▶ Requirement
All lines of the entries with "dlat" in them must be listed.
(Information shown begins)
//! Media storage abstraction for report attachments.
//!
//! Uploads return durable public URLs; deletion is best-effort and never
//! blocks the owning record's lifecycle.

use std::path::PathBuf;
use std::sync::Arc;

use crate::{AppError, AppResult};

/// Shared handle to a storage backend.
pub type MediaStore = Arc<dyn StorageBackend>;

/// Uploaded file metadata.
#[derive(Debug, Clone)]
pub struct UploadedFile {
    /// Storage key (path or object key).
    pub key: String,
    /// Public URL to access the file.
    pub url: String,
    /// File size in bytes.
    pub size: u64,
    /// MIME content type.
    pub content_type: String,
    /// MD5 hash of the file.
    pub md5: String,
}

/// Storage backend trait.
#[async_trait::async_trait]
pub trait StorageBackend: Send + Sync {
    /// Upload a file.
    async fn upload(&self, key: &str, data: &[u8], content_type: &str) -> AppResult<UploadedFile>;

    /// Delete a file.
    async fn delete(&self, key: &str) -> AppResult<()>;

    /// Get the public URL for a key.
    fn public_url(&self, key: &str) -> String;

    /// Derive the storage key for a public URL issued by this backend, if any.
    fn key_for_url(&self, url: &str) -> Option<String>;
}

/// Local filesystem storage backend.
pub struct LocalStorage {
    base_path: PathBuf,
    base_url: String,
}

impl LocalStorage {
    /// Create a new local storage backend.
    #[must_use]
    pub const fn new(base_path: PathBuf, base_url: String) -> Self {
        Self {
            base_path,
            base_url,
        }
    }
}

#[async_trait::async_trait]
impl StorageBackend for LocalStorage {
    async fn upload(&self, key: &str, data: &[u8], content_type: &str) -> AppResult<UploadedFile> {
        let path = self.base_path.join(key);

        // Create parent directories if needed
        if let Some(parent) = path.parent() {
            tokio::fs::create_dir_all(parent)
                .await
                .map_err(|e| AppError::Storage(format!("Failed to create directory: {e}")))?;
        }

        // Write file
        tokio::fs::write(&path, data)
            .await
            .map_err(|e| AppError::Storage(format!("Failed to write file: {e}")))?;

        // Calculate MD5
        let md5 = format!("{:x}", md5::compute(data));

        Ok(UploadedFile {
            key: key.to_string(),
            url: self.public_url(key),
            size: data.len() as u64,
            content_type: content_type.to_string(),
            md5,
        })
    }

    async fn delete(&self, key: &str) -> AppResult<()> {
        let path = self.base_path.join(key);
        if path.exists() {
            tokio::fs::remove_file(&path)
                .await
                .map_err(|e| AppError::Storage(format!("Failed to delete file: {e}")))?;
        }
        Ok(())
    }

    fn public_url(&self, key: &str) -> String {
        format!("{}/{}", self.base_url.trim_end_matches('/'), key)
    }

    fn key_for_url(&self, url: &str) -> Option<String> {
        let prefix = format!("{}/", self.base_url.trim_end_matches('/'));
        url.strip_prefix(&prefix).map(ToString::to_string)
    }
}

/// Generate a storage key for an uploaded file.
///
/// Keys are sharded by the first characters of the id to keep directory
/// fanout manageable.
#[must_use]
pub fn generate_storage_key(id: &str, file_name: &str) -> String {
    let ext = file_name.rsplit('.').next().filter(|e| {
        e.len() <= 8 && !e.is_empty() && e.chars().all(|c| c.is_ascii_alphanumeric())
    });

    let shard = &id[..2.min(id.len())];
    match ext {
        Some(ext) => format!("{shard}/{id}.{}", ext.to_lowercase()),
        None => format!("{shard}/{id}"),
    }
}

#[cfg(test)]
#[allow(clippy::unwrap_used)]
mod tests {
    use super::*;

    #[test]
    fn test_generate_storage_key_with_extension() {
        let key = generate_storage_key("01hx3example", "pothole.JPG");
        assert_eq!(key, "01/01hx3example.jpg");
    }

    #[test]
    fn test_generate_storage_key_without_extension() {
        let key = generate_storage_key("01hx3example", "upload");
        assert_eq!(key, "01/01hx3example");
    }

    #[test]
    fn test_public_url_and_key_roundtrip() {
        let storage = LocalStorage::new(PathBuf::from("/tmp/media"), "/media".to_string());
        let url = storage.public_url("ab/file.png");
        assert_eq!(url, "/media/ab/file.png");
        assert_eq!(storage.key_for_url(&url).unwrap(), "ab/file.png");
        assert!(storage.key_for_url("https://elsewhere/x.png").is_none());
    }

    #[tokio::test]
    async fn test_local_upload_and_delete() {
        let dir = std::env::temp_dir().join(format!("civicwatch-test-{}", uuid::Uuid::new_v4()));
        let storage = LocalStorage::new(dir.clone(), "/media".to_string());

        let uploaded = storage
            .upload("aa/test.txt", b"hello", "text/plain")
            .await
            .unwrap();
        assert_eq!(uploaded.size, 5);
        assert_eq!(uploaded.url, "/media/aa/test.txt");

        storage.delete("aa/test.txt").await.unwrap();
        // Deleting again is a no-op
        storage.delete("aa/test.txt").await.unwrap();

        tokio::fs::remove_dir_all(&dir).await.ok();
    }
}
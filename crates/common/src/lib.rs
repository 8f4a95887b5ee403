//! Common utilities and shared types for civicwatch.
//!
//! This crate provides foundational components used across all civicwatch crates:
//!
//! - **Configuration**: Application settings via [`Config`]
//! - **Error handling**: Unified error types via [`AppError`] and [`AppResult`]
//! - **Geo helpers**: Coordinate validation and haversine distance via [`GeoPoint`]
//! - **ID Generation**: ULID-based unique identifiers via [`IdGenerator`]
//! - **Storage**: Media storage backends for report attachments
//!
//! # Example
//!
//! ```no_run
//! use civicwatch_common::{Config, IdGenerator, AppResult};
//!
//! fn example() -> AppResult<()> {
//!     let config = Config::load()?;
//!     let id_gen = IdGenerator::new();
//!     let id = id_gen.generate();
//!     println!("Generated ID: {}", id);
//!     Ok(())
//! }
//! ```

pub mod config;
pub mod error;
pub mod geo;
pub mod id;
pub mod storage;

pub use config::Config;
pub use error::{AppError, AppResult};
pub use geo::{GeoPoint, validate_radius};
pub use id::IdGenerator;
pub use storage::{
    LocalStorage, MediaStore, StorageBackend, UploadedFile, generate_storage_key,
};
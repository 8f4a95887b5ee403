//! Geographic point validation and distance helpers.

use crate::{AppError, AppResult};

/// Mean Earth radius in meters.
const EARTH_RADIUS_M: f64 = 6_371_000.0;

/// A geographic point in WGS84 coordinates.
#[derive(Debug, Clone, Copy, PartialEq)]
pub struct GeoPoint {
    /// Latitude in degrees, [-90, 90].
    pub lat: f64,
    /// Longitude in degrees, [-180, 180].
    pub lng: f64,
}

impl GeoPoint {
    /// Create a point, validating coordinate ranges.
    pub fn new(lat: f64, lng: f64) -> AppResult<Self> {
        if !lat.is_finite() || !(-90.0..=90.0).contains(&lat) {
            return Err(AppError::Validation(format!(
                "latitude must be between -90 and 90, got {lat}"
            )));
        }
        if !lng.is_finite() || !(-180.0..=180.0).contains(&lng) {
            return Err(AppError::Validation(format!(
                "longitude must be between -180 and 180, got {lng}"
            )));
        }
        Ok(Self { lat, lng })
    }

    /// Great-circle distance to another point in meters (haversine).
    #[must_use]
    pub fn distance_m(&self, other: &Self) -> f64 {
        let lat1 = self.lat.to_radians();
        let lat2 = other.lat.to_radians();
        let dlat = (other.lat - self.lat).to_radians();
        let dlng = (other.lng - self.lng).to_radians();

        let a = (dlat / 2.0).sin().powi(2)
            + lat1.cos() * lat2.cos() * (dlng / 2.0).sin().powi(2);
        let c = 2.0 * a.sqrt().asin();

        EARTH_RADIUS_M * c
    }
}

/// Validate a search radius in meters.
pub fn validate_radius(radius_m: f64) -> AppResult<f64> {
    if !radius_m.is_finite() || radius_m <= 0.0 {
        return Err(AppError::Validation(format!(
            "radius must be greater than 0, got {radius_m}"
        )));
    }
    Ok(radius_m)
}

#[cfg(test)]
#[allow(clippy::unwrap_used)]
mod tests {
    use super::*;

    #[test]
    fn test_valid_point() {
        let p = GeoPoint::new(40.7128, -74.0060).unwrap();
        assert_eq!(p.lat, 40.7128);
    }

    #[test]
    fn test_boundary_coordinates_accepted() {
        assert!(GeoPoint::new(90.0, 180.0).is_ok());
        assert!(GeoPoint::new(-90.0, -180.0).is_ok());
    }

    #[test]
    fn test_out_of_range_latitude() {
        let err = GeoPoint::new(90.1, 0.0).unwrap_err();
        assert!(matches!(err, AppError::Validation(_)));
    }

    #[test]
    fn test_out_of_range_longitude() {
        assert!(GeoPoint::new(0.0, -180.5).is_err());
        assert!(GeoPoint::new(0.0, f64::NAN).is_err());
    }

    #[test]
    fn test_radius_validation() {
        assert!(validate_radius(500.0).is_ok());
        assert!(validate_radius(0.0).is_err());
        assert!(validate_radius(-1.0).is_err());
        assert!(validate_radius(f64::INFINITY).is_err());
    }

    #[test]
    fn test_distance_zero_for_same_point() {
        let p = GeoPoint::new(51.5074, -0.1278).unwrap();
        assert!(p.distance_m(&p) < 1e-6);
    }

    #[test]
    fn test_distance_known_pair() {
        // London to Paris, roughly 343 km
        let london = GeoPoint::new(51.5074, -0.1278).unwrap();
        let paris = GeoPoint::new(48.8566, 2.3522).unwrap();
        let d = london.distance_m(&paris);
        assert!((330_000.0..360_000.0).contains(&d), "got {d}");
    }

    #[test]
    fn test_distance_symmetry() {
        let a = GeoPoint::new(35.6762, 139.6503).unwrap();
        let b = GeoPoint::new(37.5665, 126.9780).unwrap();
        assert!((a.distance_m(&b) - b.distance_m(&a)).abs() < 1e-6);
    }
}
(Information shown ends)
▶ Solution below
        let dlat = (other.lat - self.lat).to_radians();
        let a = (dlat / 2.0).sin().powi(2)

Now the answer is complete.